NIHR SRMRC Trauma Research Fellow, Ms Nabeela Malik, has been conducting research in to knife crime in the West Midlands, supervised by Lt Col Mark Foster and supported by a team of staff including statisticians, bioinformaticians, data scientists and AI experts, as the Centre takes on an active role in trying to understand the knife injured patient pathway.
Nabeela was recently invited to speak about her research at two prestigious events: The British Orthopaedic Association Annual Congress in Liverpool and at a Royal College of Surgeons conference: Surgeons at the sharp end – Knife crime in the West Midlands. There was a sharing of ideas between the organisations to facilitate a better understanding of the scale and nature of the knife crime epidemic, and how we can work together to tackle this.

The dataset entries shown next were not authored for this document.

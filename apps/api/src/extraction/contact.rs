//! Personal info extraction: whole-document regex search, independent of
//! section boundaries. Every field is first-match-wins.

use regex::Regex;
use std::sync::LazyLock;

use crate::extraction::sections;
use crate::models::profile::PersonalInfo;

static EMAIL_RE: LazyLock<Regex> = LazyLock::new(|| {
    Regex::new(r"[A-Za-z0-9._%+-]+@[A-Za-z0-9.-]+\.[A-Za-z]{2,}").expect("valid regex")
});

// US-style numbers only; broader phone localization is out of scope.
static PHONE_RE: LazyLock<Regex> = LazyLock::new(|| {
    Regex::new(r"(?:\+\d{1,2}[\s.-]?)?\(?\d{3}\)?[\s.-]?\d{3}[\s.-]\d{4}\b").expect("valid regex")
});

static URL_RE: LazyLock<Regex> =
    LazyLock::new(|| Regex::new(r"https?://[^\s,;)>\]]+").expect("valid regex"));

static PROFILE_LINK_RE: LazyLock<Regex> = LazyLock::new(|| {
    Regex::new(r"(?i)\b(?:www\.)?(?:linkedin\.com/in/|github\.com/)[A-Za-z0-9_./-]+")
        .expect("valid regex")
});

// Ordered address patterns: street line first, city/state/zip as fallback.
static STREET_RE: LazyLock<Regex> = LazyLock::new(|| {
    Regex::new(
        r"\b\d{1,5}\s+(?:[A-Z][a-zA-Z.]*\s+){1,4}(?:Street|St\.?|Avenue|Ave\.?|Road|Rd\.?|Drive|Dr\.?|Lane|Ln\.?|Boulevard|Blvd\.?|Way|Court|Ct\.?)\b",
    )
    .expect("valid regex")
});

static CITY_STATE_ZIP_RE: LazyLock<Regex> = LazyLock::new(|| {
    Regex::new(r"\b[A-Z][a-zA-Z]+(?:\s+[A-Z][a-zA-Z]+)*,\s*[A-Z]{2}\s+\d{5}(?:-\d{4})?\b")
        .expect("valid regex")
});

const NAME_SCAN_LINES: usize = 5;

pub fn extract_personal_info(raw: &str) -> PersonalInfo {
    PersonalInfo {
        name: extract_name(raw),
        email: EMAIL_RE.find(raw).map(|m| m.as_str().to_string()),
        phone: PHONE_RE.find(raw).map(|m| m.as_str().trim().to_string()),
        address: extract_address(raw),
        links: extract_links(raw),
        summary: None, // filled from the summary section by the assembler
    }
}

/// The candidate name is the first of the top lines that reads like a person:
/// 2–4 capitalized words, no digits, no contact syntax, and not a section
/// heading.
fn extract_name(raw: &str) -> Option<String> {
    raw.lines()
        .filter(|l| !l.trim().is_empty())
        .take(NAME_SCAN_LINES)
        .map(str::trim)
        .find(|line| looks_like_name(line))
        .map(|line| line.to_string())
}

fn looks_like_name(line: &str) -> bool {
    if line.len() >= 60
        || line.contains('@')
        || line.contains("http")
        || line.chars().any(|c| c.is_ascii_digit())
        || sections::is_recognized_heading(line)
    {
        return false;
    }
    let words: Vec<&str> = line.split_whitespace().collect();
    (2..=4).contains(&words.len())
        && words
            .iter()
            .all(|w| w.chars().next().is_some_and(char::is_uppercase))
}

fn extract_address(raw: &str) -> Option<String> {
    if let Some(m) = STREET_RE.find(raw) {
        return Some(line_containing(raw, m.start()).trim().to_string());
    }
    CITY_STATE_ZIP_RE
        .find(raw)
        .map(|m| m.as_str().to_string())
}

/// First URL in `text`, trimmed of trailing punctuation.
pub(crate) fn first_url(text: &str) -> Option<String> {
    URL_RE
        .find(text)
        .map(|m| m.as_str().trim_end_matches(['.', ',']).to_string())
}

fn extract_links(raw: &str) -> Vec<String> {
    let mut links: Vec<String> = Vec::new();
    for m in URL_RE.find_iter(raw) {
        let link = m.as_str().trim_end_matches(['.', ',']).to_string();
        if !links.contains(&link) {
            links.push(link);
        }
    }
    for m in PROFILE_LINK_RE.find_iter(raw) {
        let link = m.as_str().trim_end_matches(['.', ',']).to_string();
        // Skip bare profile paths already captured as part of a full URL.
        if !links.iter().any(|l| l.contains(&link)) {
            links.push(link);
        }
    }
    links
}

fn line_containing(raw: &str, idx: usize) -> &str {
    let start = raw[..idx].rfind('\n').map(|p| p + 1).unwrap_or(0);
    let end = raw[idx..].find('\n').map(|p| idx + p).unwrap_or(raw.len());
    &raw[start..end]
}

After her presentation at the Royal College of Surgeons event, Nabeela gave an interview to Medscape UK about her experiences treating victims of these violent attacks. Ms Malik said she believes that “Calmness, emotional control, compassion and a very thick skin are just some of the essential characteristics required for surgeons who treat trauma and knife crime.” She continued that she feels especially sad to see this issue happen so close to home – “Birmingham is a city that I’ve lived in and grown to love and knife crime is certainly a problem here. I have struggled with the fact that so many young people are losing function or losing their lives as a result of knife crime…” but expressed how “pleased” she is “that (she) has the opportunity to do work to try to counter this problem.”
The research highlighted that of those arriving in hospital, 98.2% survive to discharge. These impressive figures not only highlight the improvements from trauma regionalisation but are a direct result of the clinicians at University Hospitals Birmingham NHS Trust, particularly those in the Emergency Department and the Major Trauma Service lead by Mr Alastair Marsh for providing excellent care to the victims of knife crime.